Pressures on children’s social care

New NAO report

Professor of Social Work Paul Bywaters comments on the latest report published by the National Audit Office, entitled Pressures on children’s social care.

The National Audit Office (NAO) has just published its latest report on Pressures on children’s social care and called for greater equality in services to children and families.  Some of its findings are to be welcomed, but overall the conclusions are presented without detailed evidence of the methods used and fail to take account the complexity of the issues.  The danger is that the report feeds Treasury denial that the hostile environment for poor families from austerity, harsh welfare reforms, service cuts and failing housing policy are factors driving demand.

Two key points are important.  First, the NAO again argues that reducing variations in children’s chances of being in need, on a child protection plan or looked after should be a national policy objective.  It says the Department of Education should take lead responsibility in understanding demand pressures, commissioning research into variations between local authorities and working with the sector to reduce unnecessary variation between authorities in levels of looked-after children.  Second, they confirm that children’s services have faced huge financial pressures as a result of austerity policies and rising demand since 2010.  While local authorities have protected children’s services to some extent, they have done so largely by reducing spend on prevention from 41% of total spend to just 25% over this period, while taking more children into care.
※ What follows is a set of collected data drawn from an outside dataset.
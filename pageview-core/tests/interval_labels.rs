use chrono::{DateTime, TimeZone, Utc};
use pageview_core::{
    bucket_pageviews, date_range_options, interval_label, parse_timestamp, BarInput, DateRange,
    PageviewError,
};

fn at(year: i32, month: u32, day: u32, hour: u32, minute: u32) -> DateTime<Utc> {
    Utc.with_ymd_and_hms(year, month, day, hour, minute, 0)
        .single()
        .expect("Mốc thời gian không hợp lệ")
}

#[test]
fn hourly_labels_use_twelve_hour_spans() {
    let cases = [
        (0, "05 Mar, 12 - 01 AM"),
        (9, "05 Mar, 09 - 10 AM"),
        (11, "05 Mar, 11 - 12 PM"),
        (12, "05 Mar, 12 - 01 PM"),
        (13, "05 Mar, 01 - 02 PM"),
        (15, "05 Mar, 03 - 04 PM"),
        (23, "05 Mar, 11 - 12 AM"),
    ];

    for (hour, expected) in cases {
        assert_eq!(interval_label(DateRange::Day, at(2024, 3, 5, hour, 20)), expected);
    }
}

#[test]
fn daily_and_monthly_labels() {
    let moment = at(2024, 3, 5, 15, 20);
    assert_eq!(interval_label(DateRange::Week, moment), "05 Mar");
    assert_eq!(interval_label(DateRange::Quarter, moment), "05 Mar");
    assert_eq!(interval_label(DateRange::Year, moment), "2024 Mar");
}

#[test]
fn parses_known_ranges_and_falls_back() {
    assert_eq!("3m".parse::<DateRange>().unwrap(), DateRange::Quarter);
    assert!(matches!(
        "2d".parse::<DateRange>(),
        Err(PageviewError::UnknownDateRange(_))
    ));
    assert_eq!(DateRange::parse_lenient("2d"), DateRange::Day);
    assert_eq!(DateRange::parse_lenient("1y"), DateRange::Year);
    assert_eq!(DateRange::Month.to_string(), "1m");
}

#[test]
fn month_window_clamps_to_end_of_month() {
    let start = DateRange::Month.window_start(at(2024, 3, 31, 0, 0));
    assert_eq!(start, at(2024, 2, 29, 0, 0));
}

#[test]
fn weekly_buckets_drop_out_of_window_views() {
    let now = at(2024, 3, 5, 12, 0);
    let timestamps = vec![
        at(2024, 3, 4, 9, 0),
        at(2024, 3, 1, 18, 0),
        at(2024, 3, 1, 10, 0),
        at(2024, 2, 20, 10, 0),
        at(2024, 3, 6, 10, 0),
    ];

    let buckets = bucket_pageviews(&timestamps, DateRange::Week, now);

    assert_eq!(
        buckets.bars,
        vec![BarInput::new("01 Mar", 2), BarInput::new("04 Mar", 1)]
    );
    assert_eq!(buckets.total, 3);
}

#[test]
fn hourly_buckets_cover_last_day() {
    let now = at(2024, 3, 5, 12, 0);
    let timestamps = vec![
        at(2024, 3, 5, 0, 15),
        at(2024, 3, 5, 0, 45),
        at(2024, 3, 5, 11, 59),
        at(2024, 3, 4, 11, 0),
    ];

    let buckets = bucket_pageviews(&timestamps, DateRange::Day, now);

    assert_eq!(
        buckets.bars,
        vec![
            BarInput::new("05 Mar, 12 - 01 AM", 2),
            BarInput::new("05 Mar, 11 - 12 PM", 1),
        ]
    );
}

#[test]
fn yearly_buckets_group_by_month() {
    let now = at(2024, 3, 5, 12, 0);
    let timestamps = vec![
        at(2023, 6, 10, 8, 0),
        at(2024, 1, 1, 0, 0),
        at(2023, 6, 20, 8, 0),
    ];

    let buckets = bucket_pageviews(&timestamps, DateRange::Year, now);

    assert_eq!(
        buckets.bars,
        vec![BarInput::new("2023 Jun", 2), BarInput::new("2024 Jan", 1)]
    );
    assert_eq!(buckets.total, 3);
}

#[test]
fn date_range_options_mark_selection() {
    let options = date_range_options("p1", DateRange::Quarter);

    assert_eq!(options.len(), 5);
    assert_eq!(options[0].link, "/?project_id=p1&daterange=24h");
    let selected: Vec<DateRange> = options
        .iter()
        .filter(|option| option.is_selected)
        .map(|option| option.range)
        .collect();
    assert_eq!(selected, vec![DateRange::Quarter]);
}

#[test]
fn parses_rfc3339_timestamps_into_utc() {
    assert_eq!(
        parse_timestamp("2024-03-05T12:30:00+02:00").unwrap(),
        at(2024, 3, 5, 10, 30)
    );
    assert!(matches!(
        parse_timestamp("hôm qua"),
        Err(PageviewError::Parse(_))
    ));
}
In its more detailed analysis, the report makes several claims: that local authorities are responsible for almost half of all variations between local authorities in child protection plan rates, with only 15% the result of deprivation; that local authorities which have closed children’s centres have not had any consequential increases in child protection plans and that there is no correlation between the cost per child in need and the Ofsted rating for the local authority for 2017-18.  But all of these claims are highly questionable.  The methodology is not transparent, but seems not to include any measure either of family socio-economic circumstances or of different patterns of ethnicity in the child population, which our research in the Child Welfare Inequalities Project found to be the key variables affecting inequalities in children’s services.  The report has not recognised the interaction of deprivation and funding in influencing Ofsted judgements and similarly fails to see that local councils, which are forced to shut children’s centres, will also be forced to ration the proportion of children placed on protection plans.

We do need more research on children’s social care, but repeating these dubious claims about local authorities, Ofsted and Sure Start, without adequate evidence, does families and children no good at all.